» **WORK INSTRUCTIONS**: The response must match the data below exactly, line for line.

Stored data
//! Runtime settings stored as JSON documents in the `settings` table.

use crate::constants::SETTINGS_KEY_TRIAGE_CATEGORIES;
use crate::db::{fmt_datetime, now, Database};
use crate::models::TriageCategory;
use crate::{HmsError, HmsResult};
use api_shared::dto::{TriageCategorySetting, TriageCategorySettingsDto};
use rusqlite::{params, OptionalExtension};
use serde::de::DeserializeOwned;
use serde::Serialize;

const MAX_TARGET_MINUTES: u32 = 24 * 60;

/// Typed access to the `settings` table.
#[derive(Clone, Debug)]
pub struct SettingsRepository {
    db: Database,
}

impl SettingsRepository {
    pub fn new(db: Database) -> Self {
        Self { db }
    }

    pub fn get<T: DeserializeOwned>(&self, key: &str) -> HmsResult<Option<T>> {
        let raw: Option<String> = self.db.with_conn(|conn| {
            conn.query_row(
                "SELECT value FROM settings WHERE key = ?1",
                params![key],
                |row| row.get(0),
            )
            .optional()
            .map_err(HmsError::from)
        })?;
        raw.map(|raw| serde_json::from_str(&raw).map_err(HmsError::Deserialization))
            .transpose()
    }

    pub fn put<T: Serialize>(&self, key: &str, value: &T) -> HmsResult<()> {
        let raw = serde_json::to_string(value).map_err(HmsError::Serialization)?;
        self.db.with_conn(|conn| {
            conn.execute(
                "INSERT INTO settings (key, value, updated_at) VALUES (?1, ?2, ?3)
                 ON CONFLICT(key) DO UPDATE SET value = excluded.value, updated_at = excluded.updated_at",
                params![key, raw, fmt_datetime(&now())],
            )?;
            Ok(())
        })
    }

    /// Triage category presentation, falling back to the built-in defaults.
    pub fn triage_categories(&self) -> HmsResult<TriageCategorySettingsDto> {
        Ok(self
            .get(SETTINGS_KEY_TRIAGE_CATEGORIES)?
            .unwrap_or_else(default_triage_categories))
    }

    pub fn set_triage_categories(
        &self,
        settings: &TriageCategorySettingsDto,
    ) -> HmsResult<TriageCategorySettingsDto> {
        let normalised = validate_triage_categories(settings)?;
        self.put(SETTINGS_KEY_TRIAGE_CATEGORIES, &normalised)?;
        tracing::info!("triage category settings updated");
        Ok(normalised)
    }
}

pub fn default_triage_categories() -> TriageCategorySettingsDto {
    let entry = |category: TriageCategory, label: &str, colour: &str, target_minutes: u32| {
        TriageCategorySetting {
            category: category.to_string(),
            label: label.into(),
            colour: colour.into(),
            target_minutes,
        }
    };
    TriageCategorySettingsDto {
        categories: vec![
            entry(TriageCategory::Red, "Immediate", "#DC2626", 0),
            entry(TriageCategory::Yellow, "Urgent", "#EAB308", 30),
            entry(TriageCategory::Green, "Non-urgent", "#16A34A", 120),
            entry(TriageCategory::Black, "Expectant", "#111827", 0),
        ],
    }
}

fn is_hex_colour(value: &str) -> bool {
    value.len() == 7
        && value.starts_with('#')
        && value[1..].chars().all(|c| c.is_ascii_hexdigit())
}

/// Every category exactly once, in severity order, with a label and a `#RRGGBB` colour.
fn validate_triage_categories(
    settings: &TriageCategorySettingsDto,
) -> HmsResult<TriageCategorySettingsDto> {
    let mut seen = Vec::with_capacity(settings.categories.len());
    for entry in &settings.categories {
        let category = TriageCategory::parse_field("category", &entry.category)?;
        if seen.iter().any(|(c, _)| *c == category) {
            return Err(HmsError::validation(
                "categories",
                format!("{category} is listed more than once"),
            ));
        }
        let label = entry.label.trim();
        if label.is_empty() {
            return Err(HmsError::validation("label", format!("{category} needs a label")));
        }
        let colour = entry.colour.trim();
        if !is_hex_colour(colour) {
            return Err(HmsError::validation("colour", "expected #RRGGBB"));
        }
        if entry.target_minutes > MAX_TARGET_MINUTES {
            return Err(HmsError::validation(
                "target_minutes",
                format!("cannot exceed {MAX_TARGET_MINUTES}"),
            ));
        }
        seen.push((
            category,
            TriageCategorySetting {
                category: category.to_string(),
                label: label.to_string(),
                colour: colour.to_uppercase(),
                target_minutes: entry.target_minutes,
            },
        ));
    }
    if seen.len() != TriageCategory::ALL.len() {
        return Err(HmsError::validation(
            "categories",
            "every triage category must be configured",
        ));
    }
    seen.sort_by_key(|(c, _)| c.severity_rank());
    Ok(TriageCategorySettingsDto {
        categories: seen.into_iter().map(|(_, s)| s).collect(),
    })
}

#[cfg(test)]
mod tests {
    use super::*;

    fn repo() -> SettingsRepository {
        SettingsRepository::new(Database::open_in_memory().unwrap())
    }

    #[test]
    fn defaults_cover_every_category() {
        let defaults = repo().triage_categories().unwrap();
        assert_eq!(defaults.categories.len(), TriageCategory::ALL.len());
        assert_eq!(defaults.categories[0].category, "red");
    }

    #[test]
    fn put_then_get_is_typed() {
        let repo = repo();
        repo.put("ui.page_size", &25u32).unwrap();
        assert_eq!(repo.get::<u32>("ui.page_size").unwrap(), Some(25));
        assert_eq!(repo.get::<u32>("missing").unwrap(), None);
    }

    #[test]
    fn triage_settings_are_normalised_and_persisted() {
        let repo = repo();
        let mut settings = default_triage_categories();
        settings.categories.reverse();
        settings.categories[0].colour = "#abcdef".into();
        settings.categories[0].target_minutes = 5;

        let saved = repo.set_triage_categories(&settings).unwrap();
        assert_eq!(saved.categories[0].category, "red");
        let black = saved.categories.iter().find(|c| c.category == "black").unwrap();
        assert_eq!(black.colour, "#ABCDEF");
        assert_eq!(repo.triage_categories().unwrap(), saved);
    }

    #[test]
    fn incomplete_or_invalid_settings_are_rejected() {
        let repo = repo();
        let mut missing = default_triage_categories();
        missing.categories.pop();
        assert_eq!(
            repo.set_triage_categories(&missing).unwrap_err().field(),
            Some("categories")
        );

        let mut bad_colour = default_triage_categories();
        bad_colour.categories[1].colour = "yellow".into();
        assert_eq!(
            repo.set_triage_categories(&bad_colour).unwrap_err().field(),
            Some("colour")
        );

        let mut duplicate = default_triage_categories();
        duplicate.categories[3].category = "red".into();
        assert_eq!(
            repo.set_triage_categories(&duplicate).unwrap_err().field(),
            Some("categories")
        );
    }
}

» **WRITTEN REPLY**:
//! Runtime settings stored as JSON documents in the `settings` table.

use crate::constants::SETTINGS_KEY_TRIAGE_CATEGORIES;
use crate::db::{fmt_datetime, now, Database};
use crate::models::TriageCategory;
use crate::{HmsError, HmsResult};
use api_shared::dto::{TriageCategorySetting, TriageCategorySettingsDto};
use rusqlite::{params, OptionalExtension};
use serde::de::DeserializeOwned;
use serde::Serialize;

const MAX_TARGET_MINUTES: u32 = 24 * 60;

/// Typed access to the `settings` table.
#[derive(Clone, Debug)]
pub struct SettingsRepository {
    db: Database,
}

impl SettingsRepository {
    pub fn new(db: Database) -> Self {
        Self { db }
    }

    pub fn get<T: DeserializeOwned>(&self, key: &str) -> HmsResult<Option<T>> {
        let raw: Option<String> = self.db.with_conn(|conn| {
            conn.query_row(
                "SELECT value FROM settings WHERE key = ?1",
                params![key],
                |row| row.get(0),
            )
            .optional()
            .map_err(HmsError::from)
        })?;
        raw.map(|raw| serde_json::from_str(&raw).map_err(HmsError::Deserialization))
            .transpose()
    }

    pub fn put<T: Serialize>(&self, key: &str, value: &T) -> HmsResult<()> {
        let raw = serde_json::to_string(value).map_err(HmsError::Serialization)?;
        self.db.with_conn(|conn| {
            conn.execute(
                "INSERT INTO settings (key, value, updated_at) VALUES (?1, ?2, ?3)
                 ON CONFLICT(key) DO UPDATE SET value = excluded.value, updated_at = excluded.updated_at",
                params![key, raw, fmt_datetime(&now())],
            )?;
            Ok(())
        })
    }

    /// Triage category presentation, falling back to the built-in defaults.
    pub fn triage_categories(&self) -> HmsResult<TriageCategorySettingsDto> {
        Ok(self
            .get(SETTINGS_KEY_TRIAGE_CATEGORIES)?
            .unwrap_or_else(default_triage_categories))
    }

    pub fn set_triage_categories(
        &self,
        settings: &TriageCategorySettingsDto,
    ) -> HmsResult<TriageCategorySettingsDto> {
        let normalised = validate_triage_categories(settings)?;
        self.put(SETTINGS_KEY_TRIAGE_CATEGORIES, &normalised)?;
        tracing::info!("triage category settings updated");
        Ok(normalised)
    }
}

pub fn default_triage_categories() -> TriageCategorySettingsDto {
    let entry = |category: TriageCategory, label: &str, colour: &str, target_minutes: u32| {
        TriageCategorySetting {
            category: category.to_string(),
            label: label.into(),
            colour: colour.into(),
            target_minutes,
        }
    };
    TriageCategorySettingsDto {
        categories: vec![
            entry(TriageCategory::Red, "Immediate", "#DC2626", 0),
            entry(TriageCategory::Yellow, "Urgent", "#EAB308", 30),
            entry(TriageCategory::Green, "Non-urgent", "#16A34A", 120),
            entry(TriageCategory::Black, "Expectant", "#111827", 0),
        ],
    }
}

fn is_hex_colour(value: &str) -> bool {
    value.len() == 7
        && value.starts_with('#')
        && value[1..].chars().all(|c| c.is_ascii_hexdigit())
}

/// Every category exactly once, in severity order, with a label and a `#RRGGBB` colour.
fn validate_triage_categories(
    settings: &TriageCategorySettingsDto,
) -> HmsResult<TriageCategorySettingsDto> {
    let mut seen = Vec::with_capacity(settings.categories.len());
    for entry in &settings.categories {
        let category = TriageCategory::parse_field("category", &entry.category)?;
        if seen.iter().any(|(c, _)| *c == category) {
            return Err(HmsError::validation(
                "categories",
                format!("{category} is listed more than once"),
            ));
        }
        let label = entry.label.trim();
        if label.is_empty() {
            return Err(HmsError::validation("label", format!("{category} needs a label")));
        }
        let colour = entry.colour.trim();
        if !is_hex_colour(colour) {
            return Err(HmsError::validation("colour", "expected #RRGGBB"));
        }
        if entry.target_minutes > MAX_TARGET_MINUTES {
            return Err(HmsError::validation(
                "target_minutes",
                format!("cannot exceed {MAX_TARGET_MINUTES}"),
            ));
        }
        seen.push((
            category,
            TriageCategorySetting {
                category: category.to_string(),
                label: label.to_string(),
                colour: colour.to_uppercase(),
                target_minutes: entry.target_minutes,
            },
        ));
    }
    if seen.len() != TriageCategory::ALL.len() {
        return Err(HmsError::validation(
            "categories",
            "every triage category must be configured",
        ));
    }
    seen.sort_by_key(|(c, _)| c.severity_rank());
    Ok(TriageCategorySettingsDto {
        categories: seen.into_iter().map(|(_, s)| s).collect(),
    })
}

#[cfg(test)]
mod tests {
    use super::*;

    fn repo() -> SettingsRepository {
        SettingsRepository::new(Database::open_in_memory().unwrap())
    }

    #[test]
    fn defaults_cover_every_category() {
        let defaults = repo().triage_categories().unwrap();
        assert_eq!(defaults.categories.len(), TriageCategory::ALL.len());
        assert_eq!(defaults.categories[0].category, "red");
    }

    #[test]
    fn put_then_get_is_typed() {
        let repo = repo();
        repo.put("ui.page_size", &25u32).unwrap();
        assert_eq!(repo.get::<u32>("ui.page_size").unwrap(), Some(25));
        assert_eq!(repo.get::<u32>("missing").unwrap(), None);
    }

    #[test]
    fn triage_settings_are_normalised_and_persisted() {
        let repo = repo();
        let mut settings = default_triage_categories();
        settings.categories.reverse();
        settings.categories[0].colour = "#abcdef".into();
        settings.categories[0].target_minutes = 5;

        let saved = repo.set_triage_categories(&settings).unwrap();
        assert_eq!(saved.categories[0].category, "red");
        let black = saved.categories.iter().find(|c| c.category == "black").unwrap();
        assert_eq!(black.colour, "#ABCDEF");
        assert_eq!(repo.triage_categories().unwrap(), saved);
    }

    #[test]
    fn incomplete_or_invalid_settings_are_rejected() {
        let repo = repo();
        let mut missing = default_triage_categories();
        missing.categories.pop();
        assert_eq!(
            repo.set_triage_categories(&missing).unwrap_err().field(),
            Some("categories")
        );

        let mut bad_colour = default_triage_categories();
        bad_colour.categories[1].colour = "yellow".into();
        assert_eq!(
            repo.set_triage_categories(&bad_colour).unwrap_err().field(),
            Some("colour")
        );

        let mut duplicate = default_triage_categories();
        duplicate.categories[3].category = "red".into();
        assert_eq!(
            repo.set_triage_categories(&duplicate).unwrap_err().field(),
            Some("categories")
        );
    }
}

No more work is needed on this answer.